Ribo-DB
The Ribo-DB project is one of the flagship projects of our team, it involves four researchers, 2 engineers and one doctoral student.
The ribosomal proteins are increasingly used because their number (90 proteins), the low probability of horizontal transfer, their scalable features make it an indispensable tools for the study of the evolution of organisms (phylogeny to large scale or short evolutionary scale). Furthermore, these proteins are used in the identification of pathogenic bacteria with MALDI-TOF mass-spectrometry and are also potential targets for PCR amplication in diagnostic tools.
No basic general databank (EMBL, GenBank) contains a comprehensive and validated set of such protein sequences. After the creation of an identication engine for these proteins using pattern recognition tools, cross-validation and retro-validation of these proteins in even not completely annotated genomes, we up the first online database of ribosomal protein, Ribo-DB. The paper has been published in Molecular Biology and Evolution [Jauffrit et al., 2015].
The website uses classACNUC, a Python-class that I developed with Manolo Gouy to query the ribo-DB database but also other ACNUC database.
In the Ribo-DB team I am responsible for operating algorithms of the database, but also for the overall integration and the organization of servers. I am also in charge of the application face of the work and was the basis for the involvement of bioMérieux in the project (ANRT CIFRE PhD F. Jauffrit).
In addition to the development of this project and its deployment we can use its contents for scientific publications. We have ongoing reanalysis of evolutionary relationships of Actinobacteria (Figure below) and within this, the case of Mycobacteria wich is medically important.
Understanding the emergence of the most pathogenic groups (Mycobacterium tuberculosis and Mycobacterium leprae) will be addressed with this new tool.
BIBI-DB
The BIBI project began in 2003 and was renewed in 2007-2008 and continuous improvements are made every year. It involves four researchers and an engineer.
Construction of the SSU-rDNA (16S-23S) database
The source of information concerning Type Strains sequences is now both SILVA and LPSN and the taxonomy DB is now the EMBL-ENA taxonomy.
The key point is the now the use of logical rules to give a relevant name to sequences sharing the same URS.
Construction of the CDS Database
ACNUC provides powerful and fast querying and retrieval from a variety of nucleotide and protein sequence databases, including EMBL, GenBank and RefSeq. The ACNUC system is designed to allow most fields of the sequence annotations to be used as entry points to the databases and combined in complex queries. These are elaborated using ACNUC query language that allows expression- and logical operator-based combination of retrieval criteria. Each query generates the list of all matching elements in the queried database.

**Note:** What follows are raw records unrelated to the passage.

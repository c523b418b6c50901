// Copyright 2026 the Reconcile Authors
// SPDX-License-Identifier: Apache-2.0 OR MIT

//! Window hierarchy walker: find the iframe window directly under top.
//!
//! ## Overview
//!
//! An ad creative can run arbitrarily deep in a stack of nested iframes.
//! What identifies its placement on the page is not the posting window but
//! the outermost iframe in its chain — the window whose parent is the page's
//! absolute top. [`find_top_iframe_window`] climbs the parent chain to find
//! it.
//!
//! ## Failure posture
//!
//! The walk is all-or-nothing. A missing start window, a broken parent link
//! anywhere in the chain, or a cross-origin denial on any hop yields `None`;
//! there is no best-effort partial result, because a partial chain would
//! attribute the impression to the wrong placement.

use crate::types::WindowGraph;

/// Climb the parent chain from `start` to the iframe window one level below
/// the page's top window.
///
/// Returns `None` when `start` is `None`, when any hop's parent reference is
/// unset before reaching top, or when any parent/top access is denied.
/// Passing the top window itself returns it unchanged if the graph reports
/// the browser's self-parent convention for top.
pub fn find_top_iframe_window<G: WindowGraph>(
    graph: &G,
    start: Option<G::Window>,
) -> Option<G::Window> {
    let mut win = start?;
    let top = graph.top_of(win).ok().flatten()?;
    loop {
        match graph.parent_of(win) {
            Ok(Some(parent)) if parent == top => return Some(win),
            // A self-parented hop below top cannot make progress.
            Ok(Some(parent)) if parent == win => return None,
            Ok(Some(parent)) => win = parent,
            Ok(None) | Err(_) => return None,
        }
    }
}
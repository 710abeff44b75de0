//! Write-once / read-many cache streams.
//!
//! A [`DiagCacheWriter`] creates `<prefix>_<block>.bin`, and emits the header
//! lazily: nothing but the index tables is known until the first diagonal
//! arrives, whose shape fixes every header field. A [`DiagCacheReader`] parses
//! the header eagerly on open and then replays rows in write order, with
//! [`DiagCacheReader::reset`] rewinding to the first row.

use std::fs::{File, OpenOptions};
use std::io::{self, BufReader, BufWriter, Read, Seek, SeekFrom, Write};
use std::path::{Path, PathBuf};

use byteorder::{ByteOrder, LittleEndian};

use crate::codec::CoeffCodec;
use crate::config::DiagCacheConfig;
use crate::error::{DiagCacheError, Result};
use crate::header::{IndexTables, StreamHeader, HEADER_LEN};
use crate::params::SlotCount;
use crate::row::{decode_row, encode_row, DiagRow};

/// Length of the prefix framing every row payload.
pub const FRAME_LEN: usize = 8;

/// Identifies one cache file: `<prefix>_<block_index>.bin`.
#[derive(Debug, Clone, PartialEq, Eq)]
pub struct CacheLocation {
    pub prefix: PathBuf,
    pub block_index: usize,
}

impl CacheLocation {
    pub fn new(prefix: impl Into<PathBuf>, block_index: usize) -> Self {
        Self {
            prefix: prefix.into(),
            block_index,
        }
    }

    pub fn path(&self) -> PathBuf {
        let mut name = self.prefix.clone().into_os_string();
        name.push(format!("_{}.bin", self.block_index));
        PathBuf::from(name)
    }
}

/// Result of opening a cache for writing.
#[derive(Debug)]
pub enum WriteOpen<C: CoeffCodec> {
    Created(DiagCacheWriter<C>),
    /// The file already exists; recomputation should be skipped entirely.
    AlreadyPresent(PathBuf),
}

impl<C: CoeffCodec> WriteOpen<C> {
    pub fn into_writer(self) -> Option<DiagCacheWriter<C>> {
        match self {
            WriteOpen::Created(writer) => Some(writer),
            WriteOpen::AlreadyPresent(_) => None,
        }
    }

    pub fn is_present(&self) -> bool {
        matches!(self, WriteOpen::AlreadyPresent(_))
    }
}

#[derive(Debug)]
enum WriteState {
    AwaitingFirstRow,
    Streaming(StreamHeader),
    /// An I/O error hit the file mid-write; its tail is unknown.
    Failed,
}

pub struct DiagCacheWriter<C: CoeffCodec> {
    path: PathBuf,
    writer: BufWriter<File>,
    codec: C,
    table_len: usize,
    tables: Option<IndexTables>,
    state: WriteState,
    buf: Vec<u8>,
    rows_written: u64,
    sync_on_close: bool,
}

impl<C: CoeffCodec> std::fmt::Debug for DiagCacheWriter<C> {
    fn fmt(&self, f: &mut std::fmt::Formatter<'_>) -> std::fmt::Result {
        f.debug_struct("DiagCacheWriter")
            .field("path", &self.path)
            .field("state", &self.state)
            .field("rows_written", &self.rows_written)
            .finish_non_exhaustive()
    }
}

/// Opens `location` for writing with [`DiagCacheConfig::default`].
pub fn open_for_write<C: CoeffCodec>(
    location: &CacheLocation,
    params: &impl SlotCount,
    codec: C,
) -> Result<WriteOpen<C>> {
    open_for_write_with_config(location, params, codec, &DiagCacheConfig::default())
}

/// Creates the cache file unless it already exists. An existing file is never
/// touched: [`WriteOpen::AlreadyPresent`] tells the caller to skip work.
pub fn open_for_write_with_config<C: CoeffCodec>(
    location: &CacheLocation,
    params: &impl SlotCount,
    codec: C,
    config: &DiagCacheConfig,
) -> Result<WriteOpen<C>> {
    let path = location.path();
    let file = match OpenOptions::new().write(true).create_new(true).open(&path) {
        Ok(file) => file,
        Err(err) if err.kind() == io::ErrorKind::AlreadyExists => {
            tracing::info!(target: "bsgs.cache", path = %path.display(), "found cache file");
            return Ok(WriteOpen::AlreadyPresent(path));
        }
        Err(err) => return Err(err.into()),
    };
    tracing::info!(target: "bsgs.cache", path = %path.display(), "created cache file");

    Ok(WriteOpen::Created(DiagCacheWriter {
        writer: BufWriter::with_capacity(config.buffer_capacity, file),
        path,
        codec,
        table_len: params.index_table_len(),
        tables: None,
        state: WriteState::AwaitingFirstRow,
        buf: Vec::new(),
        rows_written: 0,
        sync_on_close: config.sync_on_close,
    }))
}
use std::path::PathBuf;

use crate::codec::CodecError;

pub type Result<T> = std::result::Result<T, DiagCacheError>;

/// Errors produced while writing or replaying a diagonal cache file.
#[derive(Debug, thiserror::Error)]
pub enum DiagCacheError {
    #[error("io error: {0}")]
    Io(#[from] std::io::Error),

    #[error("cache file {path} does not exist")]
    CacheMiss { path: PathBuf },

    #[error("truncated header: expected at least {expected} bytes, found {found}")]
    TruncatedHeader { expected: u64, found: u64 },

    #[error("invalid header: {0}")]
    InvalidHeader(&'static str),

    #[error("corrupt row {row}: {reason}")]
    CorruptRow { row: u64, reason: String },

    #[error("index tables must be set before the first diagonal is written")]
    MissingIndexTables,

    #[error("index table length mismatch: expected {expected}, found {found}")]
    IndexTableLength { expected: usize, found: usize },

    #[error("first diagonal has no present slot; cannot derive the stream header")]
    EmptyFirstRow,

    #[error("diagonal does not match the stream header: {0}")]
    RowShapeMismatch(String),

    #[error("an earlier write failed; the cache file is incomplete and must be discarded")]
    WriterFailed,

    #[error("coefficient codec error: {0}")]
    Codec(#[from] CodecError),
}

impl DiagCacheError {
    pub(crate) fn corrupt_row(row: u64, reason: impl Into<String>) -> Self {
        Self::CorruptRow {
            row,
            reason: reason.into(),
        }
    }

    /// Returns `true` for errors meaning the file content is unusable and
    /// should be discarded and recomputed.
    pub fn is_corruption(&self) -> bool {
        matches!(
            self,
            Self::TruncatedHeader { .. }
                | Self::InvalidHeader(_)
                | Self::CorruptRow { .. }
                | Self::Codec(_)
        )
    }
}
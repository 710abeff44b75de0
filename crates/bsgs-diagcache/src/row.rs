//! Row payload codec.
//!
//! ```text
//! u32 shift (LE), then vector_len x { u8 flag, coefficient block if flag == 0 }
//! ```
//!
//! The flag marks *emptiness*: `1` means the slot is structurally zero and
//! nothing follows it, so sparse rows cost one byte per absent slot.

use byteorder::{ByteOrder, LittleEndian};

use crate::codec::CoeffCodec;
use crate::error::{DiagCacheError, Result};
use crate::header::{StreamHeader, SHIFT_LEN};

pub const FLAG_PRESENT: u8 = 0;
pub const FLAG_ABSENT: u8 = 1;

/// One cached diagonal: the rotation it belongs to and one optional
/// polynomial per slot.
#[derive(Debug, Clone, PartialEq)]
pub struct DiagRow<P> {
    pub shift: i32,
    pub slots: Vec<Option<P>>,
}

impl<P> DiagRow<P> {
    pub fn new(shift: i32, slots: Vec<Option<P>>) -> Self {
        Self { shift, slots }
    }

    pub fn present_count(&self) -> usize {
        self.slots.iter().filter(|slot| slot.is_some()).count()
    }
}

/// Payload length of a row with `present` of `vector_len` slots stored.
pub fn encoded_row_len(vector_len: usize, present: usize, per_slot_len: usize) -> usize {
    SHIFT_LEN as usize + vector_len + present * per_slot_len
}

/// Encodes one row into `buf` (at least `header.row_size` bytes) and returns
/// the number of bytes used.
pub(crate) fn encode_row<C: CoeffCodec>(
    codec: &C,
    header: &StreamHeader,
    shift: i32,
    slots: &[Option<C::Poly>],
    buf: &mut [u8],
) -> Result<usize> {
    if slots.len() != header.vector_len() {
        return Err(DiagCacheError::RowShapeMismatch(format!(
            "expected {} slots, found {}",
            header.vector_len,
            slots.len()
        )));
    }

    let expected = header.poly_shape();
    for (idx, poly) in slots.iter().enumerate() {
        if let Some(poly) = poly {
            let found = codec.shape(poly);
            if !found.matches(&expected) {
                return Err(DiagCacheError::RowShapeMismatch(format!(
                    "slot {idx} has shape {found:?}, stream was started with {expected:?}"
                )));
            }
        }
    }

    let ring_degree = expected.ring_degree;
    let num_moduli = expected.num_moduli;

    LittleEndian::write_u32(&mut buf[..SHIFT_LEN as usize], shift as u32);
    let mut pos = SHIFT_LEN as usize;
    for poly in slots {
        match poly {
            None => {
                buf[pos] = FLAG_ABSENT;
                pos += 1;
            }
            Some(poly) => {
                buf[pos] = FLAG_PRESENT;
                pos = codec.write_coeffs(poly, ring_degree, num_moduli, buf, pos + 1)?;
            }
        }
    }
    Ok(pos)
}

/// Decodes one row payload. `payload` is exactly the declared row length;
/// `row` is only used for error reporting.
pub(crate) fn decode_row<C: CoeffCodec>(
    codec: &C,
    header: &StreamHeader,
    payload: &[u8],
    row: u64,
) -> Result<DiagRow<C::Poly>> {
    let shift_len = SHIFT_LEN as usize;
    if payload.len() < shift_len {
        return Err(DiagCacheError::corrupt_row(
            row,
            format!("payload of {} bytes cannot hold a shift", payload.len()),
        ));
    }

    let shift = LittleEndian::read_u32(&payload[..shift_len]) as i32;
    let shape = header.poly_shape();
    let vector_len = header.vector_len();

    // Every slot costs at least its flag byte.
    if payload.len() - shift_len < vector_len {
        return Err(DiagCacheError::corrupt_row(
            row,
            format!(
                "payload of {} bytes cannot hold {vector_len} slot flags",
                payload.len()
            ),
        ));
    }

    let mut pos = shift_len;
    let mut slots = Vec::with_capacity(vector_len);
    for idx in 0..vector_len {
        let Some(&flag) = payload.get(pos) else {
            return Err(DiagCacheError::corrupt_row(
                row,
                format!("payload ends before slot {idx} of {vector_len}"),
            ));
        };
        pos += 1;

        match flag {
            FLAG_ABSENT => slots.push(None),
            FLAG_PRESENT => {
                let (poly, next) = codec
                    .read_coeffs(&shape, payload, pos)
                    .map_err(|err| DiagCacheError::corrupt_row(row, format!("slot {idx}: {err}")))?;
                pos = next;
                slots.push(Some(poly));
            }
            other => {
                return Err(DiagCacheError::corrupt_row(
                    row,
                    format!("unknown presence flag {other} at slot {idx}"),
                ));
            }
        }
    }

    if pos != payload.len() {
        return Err(DiagCacheError::corrupt_row(
            row,
            format!(
                "{} trailing bytes after the last slot",
                payload.len() - pos
            ),
        ));
    }

    Ok(DiagRow { shift, slots })
}
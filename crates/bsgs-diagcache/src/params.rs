/// The one view of the encryption parameters the cache needs: how many slots
/// a ciphertext has. The baby-step and giant-step index tables both have
/// `ceil(sqrt(slot_count))` entries.
pub trait SlotCount {
    fn slot_count(&self) -> usize;

    fn index_table_len(&self) -> usize {
        index_table_len(self.slot_count())
    }
}

/// Plain parameter holder for callers that don't carry a full scheme object.
#[derive(Debug, Clone, Copy, PartialEq, Eq)]
pub struct SchemeParams {
    pub slot_count: usize,
}

impl SchemeParams {
    pub fn new(slot_count: usize) -> Self {
        Self { slot_count }
    }
}

impl SlotCount for SchemeParams {
    fn slot_count(&self) -> usize {
        self.slot_count
    }
}

/// `ceil(sqrt(slot_count))`, exact for every `usize`.
pub fn index_table_len(slot_count: usize) -> usize {
    if slot_count == 0 {
        return 0;
    }

    let mut root = (slot_count as f64).sqrt() as usize;
    // Correct for float rounding in either direction.
    while root > 0 && square_at_least(root - 1, slot_count) {
        root -= 1;
    }
    while !square_at_least(root, slot_count) {
        root += 1;
    }
    root
}

fn square_at_least(root: usize, n: usize) -> bool {
    root.checked_mul(root).map_or(true, |sq| sq >= n)
}
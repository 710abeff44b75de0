//! Disk-backed cache of encrypted diagonals for baby-step/giant-step
//! matrix-vector products.
//!
//! Encoding and encrypting the diagonals of a matrix block is expensive, so a
//! process writes them once to `<prefix>_<block>.bin` and any later pass
//! replays them from disk.
//!
//! ## Format
//! All integers are little-endian.
//! - a 48-byte header: `vector_len`, `level`, `scale` (f64 bits),
//!   `ring_degree`, `num_moduli`, `row_size` (the largest possible row payload)
//! - the baby-step and giant-step index tables, `d = ceil(sqrt(slots))` bytes
//!   each; `d` itself is not stored and must be derived from the same scheme
//!   parameters on both sides
//! - rows: `u64` payload length, then `u32` shift and one presence flag per
//!   slot (`1` = absent), each present slot followed by its coefficient block
//!
//! The header is derived from the first written row, so a writer must set the
//! index tables before its first [`DiagCacheWriter::write_diag`].
//!
//! ## Usage
//! Opening an existing file for writing returns [`WriteOpen::AlreadyPresent`]
//! and never modifies it; the caller skips recomputation. Files are
//! single-writer and must not be read while still being written.

mod codec;
mod config;
mod error;
mod header;
mod params;
mod row;
mod stream;

pub use codec::{CodecError, CoeffCodec, PolyShape, RnsCodec, RnsPoly};
pub use config::{DiagCacheConfig, BUFFER_BYTES_ENV, DEFAULT_BUFFER_CAPACITY, SYNC_ENV};
pub use error::{DiagCacheError, Result};
pub use header::{max_row_size, IndexTables, StreamHeader, HEADER_LEN, SHIFT_LEN};
pub use params::{index_table_len, SchemeParams, SlotCount};
pub use row::{encoded_row_len, DiagRow, FLAG_ABSENT, FLAG_PRESENT};
pub use stream::{
    open_for_read, open_for_read_with_config, open_for_write, open_for_write_with_config,
    CacheLocation, DiagCacheReader, DiagCacheWriter, EndOfStream, WriteOpen, FRAME_LEN,
};
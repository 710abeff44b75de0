pub const DEFAULT_BUFFER_CAPACITY: usize = 1 << 20;

pub const BUFFER_BYTES_ENV: &str = "BSGS_CACHE_BUFFER_BYTES";
pub const SYNC_ENV: &str = "BSGS_CACHE_SYNC";

/// I/O tuning for cache streams.
#[derive(Clone, Debug, PartialEq, Eq)]
pub struct DiagCacheConfig {
    /// Capacity of the buffered reader/writer wrapped around the cache file.
    pub buffer_capacity: usize,
    /// `fsync` the file when a writer is closed.
    pub sync_on_close: bool,
}

impl Default for DiagCacheConfig {
    fn default() -> Self {
        Self {
            buffer_capacity: DEFAULT_BUFFER_CAPACITY,
            sync_on_close: false,
        }
    }
}

impl DiagCacheConfig {
    /// Reads `BSGS_CACHE_BUFFER_BYTES` and `BSGS_CACHE_SYNC`. Unset or
    /// unparsable values keep their defaults.
    pub fn from_env() -> Self {
        Self::from_lookup(|key| std::env::var(key).ok())
    }

    fn from_lookup(lookup: impl Fn(&str) -> Option<String>) -> Self {
        let mut config = Self::default();

        if let Some(raw) = lookup(BUFFER_BYTES_ENV) {
            match raw.trim().parse::<usize>() {
                Ok(bytes) if bytes > 0 => config.buffer_capacity = bytes,
                _ => tracing::warn!(
                    target: "bsgs.cache",
                    value = %raw,
                    "ignoring invalid {BUFFER_BYTES_ENV}"
                ),
            }
        }

        if let Some(raw) = lookup(SYNC_ENV) {
            match raw.trim().to_ascii_lowercase().as_str() {
                "1" | "true" | "yes" => config.sync_on_close = true,
                "0" | "false" | "no" | "" => config.sync_on_close = false,
                _ => tracing::warn!(
                    target: "bsgs.cache",
                    value = %raw,
                    "ignoring invalid {SYNC_ENV}"
                ),
            }
        }

        config
    }
}
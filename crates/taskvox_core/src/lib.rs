pub mod assist;
pub mod config;
pub mod error;
pub mod model;
pub mod notify;
pub mod remind;
pub mod storage;
pub mod task_store;
pub mod view_model;

pub use error::AppError;
pub use model::{NewTask, Priority, Task, TaskPatch};
pub use task_store::{TASKS_STORAGE_KEY, TaskStore};
pub use view_model::{TaskFilter, TaskListView, TaskStats};
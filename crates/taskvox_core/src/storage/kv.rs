use crate::error::AppError;
use std::collections::HashMap;
use std::sync::atomic::{AtomicBool, Ordering};
use std::sync::{Mutex, MutexGuard, PoisonError};

/// String-keyed, string-valued persistent storage.
///
/// Values are replaced in full on `set`; there is no partial write.
pub trait KeyValueStore: Send + Sync {
    fn get(&self, key: &str) -> Result<Option<String>, AppError>;

    fn set(&self, key: &str, value: &str) -> Result<(), AppError>;

    fn remove(&self, key: &str) -> Result<(), AppError>;
}

impl<T: KeyValueStore + ?Sized> KeyValueStore for &T {
    fn get(&self, key: &str) -> Result<Option<String>, AppError> {
        (**self).get(key)
    }

    fn set(&self, key: &str, value: &str) -> Result<(), AppError> {
        (**self).set(key, value)
    }

    fn remove(&self, key: &str) -> Result<(), AppError> {
        (**self).remove(key)
    }
}

impl<T: KeyValueStore + ?Sized> KeyValueStore for Box<T> {
    fn get(&self, key: &str) -> Result<Option<String>, AppError> {
        (**self).get(key)
    }

    fn set(&self, key: &str, value: &str) -> Result<(), AppError> {
        (**self).set(key, value)
    }

    fn remove(&self, key: &str) -> Result<(), AppError> {
        (**self).remove(key)
    }
}

#[derive(Debug, Default)]
pub struct MemoryKvStore {
    entries: Mutex<HashMap<String, String>>,
    fail_reads: AtomicBool,
    fail_writes: AtomicBool,
}

impl MemoryKvStore {
    pub fn new() -> Self {
        Self::default()
    }

    pub fn with_entry(key: &str, value: &str) -> Self {
        let store = Self::default();
        store.entries().insert(key.to_string(), value.to_string());
        store
    }

    /// Makes every subsequent `get` fail with a storage error.
    pub fn fail_reads(&self, fail: bool) {
        self.fail_reads.store(fail, Ordering::SeqCst);
    }

    /// Makes every subsequent `set`/`remove` fail with a storage error.
    pub fn fail_writes(&self, fail: bool) {
        self.fail_writes.store(fail, Ordering::SeqCst);
    }

    pub fn raw(&self, key: &str) -> Option<String> {
        self.entries().get(key).cloned()
    }

    fn entries(&self) -> MutexGuard<'_, HashMap<String, String>> {
        self.entries.lock().unwrap_or_else(PoisonError::into_inner)
    }
}

impl KeyValueStore for MemoryKvStore {
    fn get(&self, key: &str) -> Result<Option<String>, AppError> {
        if self.fail_reads.load(Ordering::SeqCst) {
            return Err(AppError::storage(format!("read of {key} failed")));
        }
        Ok(self.entries().get(key).cloned())
    }

    fn set(&self, key: &str, value: &str) -> Result<(), AppError> {
        if self.fail_writes.load(Ordering::SeqCst) {
            return Err(AppError::storage(format!("write of {key} failed")));
        }
        self.entries().insert(key.to_string(), value.to_string());
        Ok(())
    }

    fn remove(&self, key: &str) -> Result<(), AppError> {
        if self.fail_writes.load(Ordering::SeqCst) {
            return Err(AppError::storage(format!("remove of {key} failed")));
        }
        self.entries().remove(key);
        Ok(())
    }
}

The Python class classACNUC automates the query processing and merges relevant information extracted from the database sequence description data (taxonomy, strain, lengths, position etc) in a compact format in the `FASTA commentary line`. It also allows the filtering of the sequences according to length. The resulting files are thus more readily usable for further analysis. `classACNUC` relies on the `ACNUC Python API . See leBIBI-PPF site for an application. This python class was initially designed for the leBIBI-QBPP and riboDB database construction engines. A general-use version of `classAcnuc` is available upon request.
The databases
Several databases devoted to various markers are integrated in leBIBIQBPP. The largest one is for SSU rDNA. Others are smaller databases of general interest (rpoB) and databases that are relevant for a restricted spectrum of bacteria or for niche applications (e.g., sodA, groEL2). Note that other databases devoted to specific applications or research projects are also available upon request.
The SSU rDNA databases have five “flavors”:
- The “lax” database contains all bacterial and archaeal SSU rDNA sequences of GenBank that are identified at the genus level and lower (species, subspecies). It contains a large amount of not fully identified sequences. The coverage of geno-diversity is maximum in the “lax” database. The sequences that remains outside this "lax" DB are something like "dark matter".
- The “stringent” database contains sequences that are identified at the species level with a valid name according to the bacterial nomenclature. It also contains sequences of type strains of newly described bacteria or archaea, an indication that their names are under consideration for eventual validation. These two databases contain a lot of identical sequences and are rather frequently affected by erroneous species identifications.
- The “TS-stringent” database contains only reference sequences (either type strains or, if missing, algorithm-chosen), so that newly described or non validly published species may be missing. Identification errors are almost absent.
- Lastly, the “genus-level” database is a subset of the “TS-stringent” database containing only one sequence for each genus: the sequence of the TS of the genus type-species.
The major advantage is that the databases are all subsets of the database "lax" and combining a very restrictive level (genusonly) and a wider level (TS-stringent) makes a representation at a large evolutionary scale while allowing also a high resolution around a group of interest.
Coupled with the leBIBI-QBPP query tool such databases enable to optimize the phylogenetic position of an unknown sequence.